[Source information Boundary: Start]

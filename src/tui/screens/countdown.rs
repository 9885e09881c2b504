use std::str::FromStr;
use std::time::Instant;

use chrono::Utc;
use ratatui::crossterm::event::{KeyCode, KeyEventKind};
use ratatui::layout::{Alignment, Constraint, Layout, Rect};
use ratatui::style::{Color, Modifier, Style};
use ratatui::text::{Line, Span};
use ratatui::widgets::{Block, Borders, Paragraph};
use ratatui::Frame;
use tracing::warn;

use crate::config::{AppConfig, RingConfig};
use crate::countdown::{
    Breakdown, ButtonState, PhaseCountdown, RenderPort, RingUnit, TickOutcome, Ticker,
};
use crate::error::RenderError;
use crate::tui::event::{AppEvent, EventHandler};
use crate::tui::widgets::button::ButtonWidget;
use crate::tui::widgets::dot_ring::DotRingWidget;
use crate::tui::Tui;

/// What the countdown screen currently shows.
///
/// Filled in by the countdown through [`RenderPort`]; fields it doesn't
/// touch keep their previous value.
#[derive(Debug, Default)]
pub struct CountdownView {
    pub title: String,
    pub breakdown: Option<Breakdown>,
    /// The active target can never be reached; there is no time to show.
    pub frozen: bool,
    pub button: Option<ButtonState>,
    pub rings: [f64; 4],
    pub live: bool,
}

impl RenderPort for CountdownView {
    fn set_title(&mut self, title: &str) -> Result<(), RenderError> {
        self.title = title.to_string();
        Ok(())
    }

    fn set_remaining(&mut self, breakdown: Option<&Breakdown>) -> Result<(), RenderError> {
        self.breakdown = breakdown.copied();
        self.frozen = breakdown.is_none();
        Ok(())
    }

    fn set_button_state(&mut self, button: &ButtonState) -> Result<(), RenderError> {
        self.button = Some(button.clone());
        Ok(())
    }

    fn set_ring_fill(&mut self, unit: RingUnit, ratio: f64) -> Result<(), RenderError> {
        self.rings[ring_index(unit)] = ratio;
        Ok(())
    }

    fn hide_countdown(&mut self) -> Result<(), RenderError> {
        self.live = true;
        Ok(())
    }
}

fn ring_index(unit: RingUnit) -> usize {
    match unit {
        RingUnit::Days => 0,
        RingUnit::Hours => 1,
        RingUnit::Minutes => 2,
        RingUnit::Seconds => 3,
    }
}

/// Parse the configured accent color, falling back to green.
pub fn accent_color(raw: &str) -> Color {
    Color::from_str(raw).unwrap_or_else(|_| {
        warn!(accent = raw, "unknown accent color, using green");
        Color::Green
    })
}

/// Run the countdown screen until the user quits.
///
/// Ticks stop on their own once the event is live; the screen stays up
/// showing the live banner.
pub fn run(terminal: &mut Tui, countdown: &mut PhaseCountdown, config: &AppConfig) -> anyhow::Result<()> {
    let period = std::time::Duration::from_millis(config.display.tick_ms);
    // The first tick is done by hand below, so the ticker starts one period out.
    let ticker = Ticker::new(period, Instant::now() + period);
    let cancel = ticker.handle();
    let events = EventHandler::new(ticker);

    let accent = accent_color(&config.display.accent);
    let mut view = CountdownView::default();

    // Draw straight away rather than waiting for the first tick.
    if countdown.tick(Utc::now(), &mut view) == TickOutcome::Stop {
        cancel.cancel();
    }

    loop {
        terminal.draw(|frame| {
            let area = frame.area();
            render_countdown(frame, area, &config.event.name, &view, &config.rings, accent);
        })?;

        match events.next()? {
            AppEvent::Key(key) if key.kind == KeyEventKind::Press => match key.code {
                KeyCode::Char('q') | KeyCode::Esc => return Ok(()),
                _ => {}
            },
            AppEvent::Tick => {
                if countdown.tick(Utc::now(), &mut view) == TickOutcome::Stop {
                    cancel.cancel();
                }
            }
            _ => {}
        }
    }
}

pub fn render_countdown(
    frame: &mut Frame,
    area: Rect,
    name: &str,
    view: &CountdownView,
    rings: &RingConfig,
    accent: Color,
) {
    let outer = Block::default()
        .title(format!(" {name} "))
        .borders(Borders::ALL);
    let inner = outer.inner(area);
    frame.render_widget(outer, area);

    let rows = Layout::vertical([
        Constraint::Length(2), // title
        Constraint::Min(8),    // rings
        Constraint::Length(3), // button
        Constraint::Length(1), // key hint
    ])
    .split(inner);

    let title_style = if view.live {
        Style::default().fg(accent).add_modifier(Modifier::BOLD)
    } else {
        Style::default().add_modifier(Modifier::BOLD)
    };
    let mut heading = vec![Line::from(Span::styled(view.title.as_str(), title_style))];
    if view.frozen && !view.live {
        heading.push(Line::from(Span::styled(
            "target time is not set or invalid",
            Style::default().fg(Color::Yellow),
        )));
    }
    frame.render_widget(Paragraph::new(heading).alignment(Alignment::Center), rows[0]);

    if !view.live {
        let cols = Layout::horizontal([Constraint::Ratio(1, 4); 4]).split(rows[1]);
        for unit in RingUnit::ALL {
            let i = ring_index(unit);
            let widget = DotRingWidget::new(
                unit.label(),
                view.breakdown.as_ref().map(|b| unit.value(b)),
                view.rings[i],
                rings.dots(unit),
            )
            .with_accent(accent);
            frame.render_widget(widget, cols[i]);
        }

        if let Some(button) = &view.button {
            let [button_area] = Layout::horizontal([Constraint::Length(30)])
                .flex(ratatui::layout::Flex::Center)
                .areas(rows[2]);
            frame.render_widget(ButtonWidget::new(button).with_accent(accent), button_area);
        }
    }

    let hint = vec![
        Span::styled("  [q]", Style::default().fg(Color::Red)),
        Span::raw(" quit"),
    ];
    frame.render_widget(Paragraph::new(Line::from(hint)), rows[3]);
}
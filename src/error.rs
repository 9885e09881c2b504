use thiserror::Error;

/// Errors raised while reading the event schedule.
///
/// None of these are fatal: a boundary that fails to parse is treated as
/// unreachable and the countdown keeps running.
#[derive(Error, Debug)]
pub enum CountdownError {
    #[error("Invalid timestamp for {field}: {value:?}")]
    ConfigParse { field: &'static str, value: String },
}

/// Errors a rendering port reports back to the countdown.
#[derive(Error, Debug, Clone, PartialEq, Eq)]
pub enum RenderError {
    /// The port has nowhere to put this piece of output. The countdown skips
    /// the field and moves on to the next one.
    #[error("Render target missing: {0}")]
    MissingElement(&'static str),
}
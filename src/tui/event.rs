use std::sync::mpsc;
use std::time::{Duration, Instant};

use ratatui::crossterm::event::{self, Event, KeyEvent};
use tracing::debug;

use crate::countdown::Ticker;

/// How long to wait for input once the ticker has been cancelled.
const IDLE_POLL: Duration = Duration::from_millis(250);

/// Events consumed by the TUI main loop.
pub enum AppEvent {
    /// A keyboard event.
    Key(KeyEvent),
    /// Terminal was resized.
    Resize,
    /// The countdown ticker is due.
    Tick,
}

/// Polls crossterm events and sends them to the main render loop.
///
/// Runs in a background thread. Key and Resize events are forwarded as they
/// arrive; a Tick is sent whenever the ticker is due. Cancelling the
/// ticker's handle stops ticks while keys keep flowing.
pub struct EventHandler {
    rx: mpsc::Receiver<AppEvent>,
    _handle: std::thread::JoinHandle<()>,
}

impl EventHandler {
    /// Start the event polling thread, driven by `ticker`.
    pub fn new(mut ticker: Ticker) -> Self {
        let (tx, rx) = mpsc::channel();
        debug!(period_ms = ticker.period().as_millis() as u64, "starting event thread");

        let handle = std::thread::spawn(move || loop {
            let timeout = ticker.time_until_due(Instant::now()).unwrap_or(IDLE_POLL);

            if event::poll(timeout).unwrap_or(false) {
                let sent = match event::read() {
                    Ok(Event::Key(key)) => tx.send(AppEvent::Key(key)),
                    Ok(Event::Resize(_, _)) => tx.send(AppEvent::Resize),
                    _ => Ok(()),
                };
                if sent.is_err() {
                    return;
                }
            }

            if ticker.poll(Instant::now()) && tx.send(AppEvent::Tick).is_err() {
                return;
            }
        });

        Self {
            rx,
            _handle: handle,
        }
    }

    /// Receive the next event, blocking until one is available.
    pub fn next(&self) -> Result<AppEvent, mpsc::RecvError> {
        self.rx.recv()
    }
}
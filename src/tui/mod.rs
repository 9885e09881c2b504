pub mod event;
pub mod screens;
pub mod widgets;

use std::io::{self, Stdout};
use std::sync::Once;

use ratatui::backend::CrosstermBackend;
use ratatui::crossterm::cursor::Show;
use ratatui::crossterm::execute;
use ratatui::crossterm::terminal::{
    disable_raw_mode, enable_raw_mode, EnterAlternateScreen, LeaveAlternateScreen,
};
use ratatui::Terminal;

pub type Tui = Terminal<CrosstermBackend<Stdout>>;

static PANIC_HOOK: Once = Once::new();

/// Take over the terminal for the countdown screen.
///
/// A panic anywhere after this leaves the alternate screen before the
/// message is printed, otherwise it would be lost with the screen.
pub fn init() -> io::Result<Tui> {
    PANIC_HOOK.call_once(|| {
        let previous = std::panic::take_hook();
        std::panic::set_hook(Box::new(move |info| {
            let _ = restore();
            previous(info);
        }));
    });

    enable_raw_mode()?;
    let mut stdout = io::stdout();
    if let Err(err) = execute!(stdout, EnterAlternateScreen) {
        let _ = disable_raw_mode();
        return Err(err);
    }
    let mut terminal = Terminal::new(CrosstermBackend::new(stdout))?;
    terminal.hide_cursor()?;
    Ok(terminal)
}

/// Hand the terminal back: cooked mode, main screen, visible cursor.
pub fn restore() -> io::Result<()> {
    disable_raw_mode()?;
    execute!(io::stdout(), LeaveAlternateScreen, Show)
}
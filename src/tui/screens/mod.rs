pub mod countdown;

[Source information Boundary: End]

■ **Prompt**
Transcribe exactly, please, the lines from the one with "screen, visible cursor." to the last line of the entries above, ends included.

■ **Answer to the problem**
/// Hand the terminal back: cooked mode, main screen, visible cursor.
pub fn restore() -> io::Result<()> {
    disable_raw_mode()?;
    execute!(io::stdout(), LeaveAlternateScreen, Show)
}
filename src/tui/screens/mod.rs
pub mod countdown;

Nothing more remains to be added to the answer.